When I was in my mid-20s and had just gotten a job in venture capital, I read a piece on Alan Shugart, the larger-than-life founder of Seagate, one of the most successful disk drive companies. Shugart was quoted as saying that "cash is more important than your mother." That got my attention, because mothers are really important.

Over the years, I have learned what Shugart meant. Cash is everything in a startup. It is the fuel that keeps the car running. And startups fail largely because they run out of cash.

I was working with one of our portfolio companies recently on a cash forecasting model, a practice that I strongly recommend and appreciate greatly.

Forecasting cash is more art than science, particularly in a growing company in which there are all sorts of unpredictable things (revenue, infrastructure costs, hiring pace, receivables, et cetera).

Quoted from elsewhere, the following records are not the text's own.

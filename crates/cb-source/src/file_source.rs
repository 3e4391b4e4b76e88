//! JSON file comment source

use crate::payload::parse_comment_list;
use cb_core::comment::Comment;
use cb_core::source::CommentSource;
use cb_core::{BoardError, Result};
use std::fs;
use std::path::PathBuf;
use tracing::debug;

/// Source reading the mock server's data file
pub struct FileSource {
    path: PathBuf,
}

impl FileSource {
    /// Create a source for `path`
    pub fn new(path: impl Into<PathBuf>) -> Self {
        Self { path: path.into() }
    }
}

impl CommentSource for FileSource {
    fn name(&self) -> &str {
        "file"
    }

    fn fetch(&self) -> Result<Vec<Comment>> {
        let content = fs::read_to_string(&self.path).map_err(|e| {
            let reason = if e.kind() == std::io::ErrorKind::NotFound {
                format!("{} does not exist", self.path.display())
            } else {
                format!("failed to read {}: {}", self.path.display(), e)
            };
            BoardError::source_unavailable(self.name(), reason)
        })?;

        let comments = parse_comment_list(&content).map_err(|e| {
            BoardError::source_unavailable(
                self.name(),
                format!("{} is not a comment list: {}", self.path.display(), e),
            )
        })?;

        debug!("Read {} comments from {:?}", comments.len(), self.path);
        Ok(comments)
    }
}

But, like all practices, it is about the practice. You have to engage in cash forecasting, you have to engage in it regularly, you have to adapt to changing conditions on the ground, and you have to internalize the puts and takes and their impact on operations.

When a company gets mature in its business operations, and has repeatable revenue and a strong balance sheet, you can run the business using an annual plan or a semiannual plan.

But early on in a company's life, you are going to have to operate on an ever-changing plan. If the revenue is coming in more slowly, you hire more slowly. If you want to wait another six months to raise more capital, you have to buy that time with changes to the operating model.

That is the back-and-forth between cash management/forecasting and operating. They go hand in hand.

It all starts with a cash forecasting model. It looks like a forward-looking profit and loss statement. But you do it on a cash basis. And you include balance sheet items like security deposits, equipment purchases, et cetera in it. Think of it as forecasting your checking account over the next year.

Once you have that, you need to engage in updating the model regularly, and it is ideal to do that as a team, or at least with parts of the team in the room. That makes it abundantly clear to everyone how operational decisions impact cash and runway.

I like a weekly cadence to this process, and I like it to happen with the key senior leaders in the room. That may feel like a waste of people's time. But cash is more important than your mother in a startup, so managing it is never a waste of time.